WHAT YOU HAVE TO DO:
Where in the entries below does "SlmpError" appear? Copy every line that has it.

Collected data entries:
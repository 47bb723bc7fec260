//! Pseudo-dword access.
//!
//! SLMP has no command for reading or writing a 32-bit value at a device
//! number, so a dword at `D100` is emulated as two consecutive words: the low
//! 16 bits at `D100` and the high 16 bits at `D101`. The splitter turns dword
//! items into word pairs before encoding and the combiner reassembles them
//! after decoding. Both directions are pure.
//!
//! ```
//! use voltage_slmp::device::DeviceCode;
//! use voltage_slmp::dword::{DwordItem, PseudoDwordSplitter};
//!
//! let splitter = PseudoDwordSplitter::default();
//! let pairs = splitter.split(&[DwordItem::new(DeviceCode::D, 100, 0x1234_5678)]).unwrap();
//! assert_eq!(pairs[0].low.value, 0x5678);
//! assert_eq!(pairs[0].high.address, 101);
//! assert_eq!(splitter.combine(&pairs).unwrap()[0].value, 0x1234_5678);
//!
//! // D65535 has no room for the high word
//! assert!(splitter.split(&[DwordItem::new(DeviceCode::D, 65535, 1)]).is_err());
//! ```

use std::sync::atomic::{AtomicU64, Ordering};
use std::time::{Duration, Instant};

use serde::{Deserialize, Serialize};

use crate::device::{DeviceAddress, DeviceCode, DeviceRanges};
use crate::error::{SlmpError, SlmpResult, Violation};

/// A single 16-bit device value
#[derive(Debug, Clone, Copy, PartialEq, Eq, Hash, Serialize, Deserialize)]
pub struct WordItem {
    pub device: DeviceCode,
    pub address: u32,
    pub value: u16,
}

impl WordItem {
    pub fn new(device: DeviceCode, address: u32, value: u16) -> Self {
        Self {
            device,
            address,
            value,
        }
    }
}

/// Low and high words backing one pseudo-dword.
///
/// `high.address` is always `low.address + 1` on the same device for pairs
/// produced by [`PseudoDwordSplitter::split`].
#[derive(Debug, Clone, Copy, PartialEq, Eq, Serialize, Deserialize)]
pub struct WordPair {
    pub low: WordItem,
    pub high: WordItem,
}

/// A 32-bit value at a device address
#[derive(Debug, Clone, Copy, PartialEq, Eq, Hash, Serialize, Deserialize)]
pub struct DwordItem {
    pub device: DeviceCode,
    pub address: u32,
    pub value: u32,
}

impl DwordItem {
    pub fn new(device: DeviceCode, address: u32, value: u32) -> Self {
        Self {
            device,
            address,
            value,
        }
    }
}

/// Counters kept by the splitter
#[derive(Debug, Clone, Copy, Default, PartialEq, Eq, Serialize)]
pub struct SplitterStats {
    pub total_conversions: u64,
    pub words_generated: u64,
    pub total_combinations: u64,
    pub dwords_generated: u64,
    pub average_conversion_time: Duration,
    pub average_combination_time: Duration,
}

/// Splits dwords into word pairs and combines them back
#[derive(Debug, Default)]
pub struct PseudoDwordSplitter {
    ranges: DeviceRanges,
    conversions: AtomicU64,
    words_generated: AtomicU64,
    conversion_nanos: AtomicU64,
    combinations: AtomicU64,
    dwords_generated: AtomicU64,
    combination_nanos: AtomicU64,
}

impl PseudoDwordSplitter {
    /// Splitter that checks addresses against `ranges`
    pub fn new(ranges: DeviceRanges) -> Self {
        Self {
            ranges,
            ..Default::default()
        }
    }

    /// Device ranges used for boundary checks
    pub fn ranges(&self) -> &DeviceRanges {
        &self.ranges
    }

    /// Check that every dword start address leaves room for its high word.
    ///
    /// Returns all violations at once.
    pub fn validate_addresses<'a, I>(&self, addresses: I) -> SlmpResult<()>
    where
        I: IntoIterator<Item = &'a DeviceAddress>,
    {
        let violations: Vec<Violation> = addresses
            .into_iter()
            .filter_map(|a| self.check_pair(a.device, a.address))
            .collect();
        if violations.is_empty() {
            Ok(())
        } else {
            Err(SlmpError::validation(violations))
        }
    }

    /// Split dword items into word pairs, low word first
    pub fn split(&self, items: &[DwordItem]) -> SlmpResult<Vec<WordPair>> {
        let started = Instant::now();
        let violations: Vec<Violation> = items
            .iter()
            .filter_map(|item| self.check_pair(item.device, item.address))
            .collect();
        if !violations.is_empty() {
            return Err(SlmpError::validation(violations));
        }

        let pairs: Vec<WordPair> = items
            .iter()
            .map(|item| WordPair {
                low: WordItem::new(item.device, item.address, (item.value & 0xFFFF) as u16),
                high: WordItem::new(item.device, item.address + 1, (item.value >> 16) as u16),
            })
            .collect();

        self.conversions.fetch_add(1, Ordering::Relaxed);
        self.words_generated
            .fetch_add(pairs.len() as u64 * 2, Ordering::Relaxed);
        self.conversion_nanos
            .fetch_add(started.elapsed().as_nanos() as u64, Ordering::Relaxed);
        Ok(pairs)
    }

    /// Word addresses to read for a list of dword addresses, in pair order
    /// (`[low0, high0, low1, high1, ...]`).
    pub fn split_addresses(&self, addresses: &[DeviceAddress]) -> SlmpResult<Vec<DeviceAddress>> {
        self.validate_addresses(addresses)?;
        Ok(addresses
            .iter()
            .flat_map(|a| [*a, DeviceAddress::new(a.device, a.address + 1)])
            .collect())
    }

    /// Recombine word pairs into dwords
    ///
    /// Pairs whose high word is not on the same device at `low + 1` are
    /// rejected; every malformed pair is listed.
    pub fn combine(&self, pairs: &[WordPair]) -> SlmpResult<Vec<DwordItem>> {
        let started = Instant::now();
        let violations: Vec<Violation> = pairs
            .iter()
            .filter(|p| p.low.device != p.high.device || p.low.address.checked_add(1) != Some(p.high.address))
            .map(|p| {
                Violation::at(
                    p.low.device,
                    p.low.address,
                    format!(
                        "high word {}{} is not adjacent to the low word",
                        p.high.device,
                        p.high.device.format_address(p.high.address)
                    ),
                )
            })
            .collect();
        if !violations.is_empty() {
            return Err(SlmpError::validation(violations));
        }

        let items: Vec<DwordItem> = pairs
            .iter()
            .map(|p| DwordItem::new(p.low.device, p.low.address, combine_words(p.low.value, p.high.value)))
            .collect();

        self.combinations.fetch_add(1, Ordering::Relaxed);
        self.dwords_generated
            .fetch_add(items.len() as u64, Ordering::Relaxed);
        self.combination_nanos
            .fetch_add(started.elapsed().as_nanos() as u64, Ordering::Relaxed);
        Ok(items)
    }

    /// Combine words read as `[low0, high0, low1, high1, ...]` for `addresses`
    pub fn combine_words(&self, addresses: &[DeviceAddress], words: &[u16]) -> SlmpResult<Vec<u32>> {
        if words.len() != addresses.len() * 2 {
            return Err(SlmpError::internal(format!(
                "Expected {} words for {} dwords, got {}",
                addresses.len() * 2,
                addresses.len(),
                words.len()
            )));
        }
        let pairs: Vec<WordPair> = addresses
            .iter()
            .zip(words.chunks_exact(2))
            .map(|(a, w)| WordPair {
                low: WordItem::new(a.device, a.address, w[0]),
                high: WordItem::new(a.device, a.address + 1, w[1]),
            })
            .collect();
        Ok(self.combine(&pairs)?.into_iter().map(|d| d.value).collect())
    }

    /// Snapshot of conversion counters
    pub fn stats(&self) -> SplitterStats {
        let conversions = self.conversions.load(Ordering::Relaxed);
        let combinations = self.combinations.load(Ordering::Relaxed);
        SplitterStats {
            total_conversions: conversions,
            words_generated: self.words_generated.load(Ordering::Relaxed),
            total_combinations: combinations,
            dwords_generated: self.dwords_generated.load(Ordering::Relaxed),
            average_conversion_time: average(self.conversion_nanos.load(Ordering::Relaxed), conversions),
            average_combination_time: average(self.combination_nanos.load(Ordering::Relaxed), combinations),
        }
    }

    fn check_pair(&self, device: DeviceCode, address: u32) -> Option<Violation> {
        self.ranges.check_range(device, address, 2).map(|_| {
            Violation::at(
                device,
                address,
                format!(
                    "dword needs {}{} for its high word, beyond maximum address {}{}",
                    device,
                    device.format_address(address.saturating_add(1)),
                    device,
                    device.format_address(self.ranges.max_address(device))
                ),
            )
        })
    }
}

/// `low | high << 16`
pub fn combine_words(low: u16, high: u16) -> u32 {
    low as u32 | (high as u32) << 16
}

fn average(total_nanos: u64, count: u64) -> Duration {
    if count == 0 {
        Duration::ZERO
    } else {
        Duration::from_nanos(total_nanos / count)
    }
}

#[cfg(test)]
mod tests {
    use super::*;

    #[test]
    fn test_split_combine_round_trip() {
        let splitter = PseudoDwordSplitter::default();
        let items = vec![
            DwordItem::new(DeviceCode::D, 0, 0),
            DwordItem::new(DeviceCode::D, 100, 0xDEAD_BEEF),
            DwordItem::new(DeviceCode::W, 0x1FE, u32::MAX),
            DwordItem::new(DeviceCode::R, 65534, 0x0001_0000),
        ];
        let pairs = splitter.split(&items).unwrap();
        assert_eq!(pairs.len(), 4);
        for pair in &pairs {
            assert_eq!(pair.high.address, pair.low.address + 1);
        }
        assert_eq!(splitter.combine(&pairs).unwrap(), items);

        let stats = splitter.stats();
        assert_eq!(stats.total_conversions, 1);
        assert_eq!(stats.words_generated, 8);
        assert_eq!(stats.dwords_generated, 4);
    }

    #[test]
    fn test_boundary_rejection_lists_every_item() {
        let splitter = PseudoDwordSplitter::default();
        let err = splitter
            .split(&[
                DwordItem::new(DeviceCode::D, 65535, 7),
                DwordItem::new(DeviceCode::D, 10, 7),
                DwordItem::new(DeviceCode::W, 0xFFFF, 7),
            ])
            .unwrap_err();

        let violations = err.violations();
        assert_eq!(violations.len(), 2);
        assert_eq!(violations[0].device, Some(DeviceCode::D));
        assert_eq!(violations[0].address, Some(65535));
        assert_eq!(violations[1].device, Some(DeviceCode::W));
        assert!(err.to_string().contains("D65535"));
        assert_eq!(splitter.stats().total_conversions, 0);
    }

    #[test]
    fn test_configured_ranges_apply() {
        let ranges = DeviceRanges::default().with_max_address(DeviceCode::D, 12287);
        let splitter = PseudoDwordSplitter::new(ranges);
        assert!(splitter.split(&[DwordItem::new(DeviceCode::D, 12286, 1)]).is_ok());
        assert!(splitter.split(&[DwordItem::new(DeviceCode::D, 12287, 1)]).is_err());
    }

    #[test]
    fn test_combine_rejects_non_adjacent_pairs() {
        let splitter = PseudoDwordSplitter::default();
        let pair = WordPair {
            low: WordItem::new(DeviceCode::D, 10, 1),
            high: WordItem::new(DeviceCode::D, 12, 2),
        };
        let other_device = WordPair {
            low: WordItem::new(DeviceCode::D, 10, 1),
            high: WordItem::new(DeviceCode::W, 11, 2),
        };
        let err = splitter.combine(&[pair, other_device]).unwrap_err();
        assert!(matches!(err, SlmpError::Validation { .. }));
        assert_eq!(err.violations().len(), 2);
    }

    #[test]
    fn test_split_addresses_and_combine_words() {
        let splitter = PseudoDwordSplitter::default();
        let addrs = [DeviceAddress::new(DeviceCode::D, 200), DeviceAddress::new(DeviceCode::D, 300)];
        let words = splitter.split_addresses(&addrs).unwrap();
        assert_eq!(
            words,
            vec![
                DeviceAddress::new(DeviceCode::D, 200),
                DeviceAddress::new(DeviceCode::D, 201),
                DeviceAddress::new(DeviceCode::D, 300),
                DeviceAddress::new(DeviceCode::D, 301),
            ]
        );
        let values = splitter.combine_words(&addrs, &[0x5678, 0x1234, 1, 0]).unwrap();
        assert_eq!(values, vec![0x1234_5678, 1]);
        assert!(splitter.combine_words(&addrs, &[1, 2, 3]).is_err());
    }
}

YOUR SOLUTION:
use crate::error::{SlmpError, SlmpResult, Violation};
            Err(SlmpError::validation(violations))
            return Err(SlmpError::validation(violations));
            return Err(SlmpError::validation(violations));
            return Err(SlmpError::internal(format!(
        assert!(matches!(err, SlmpError::Validation { .. }));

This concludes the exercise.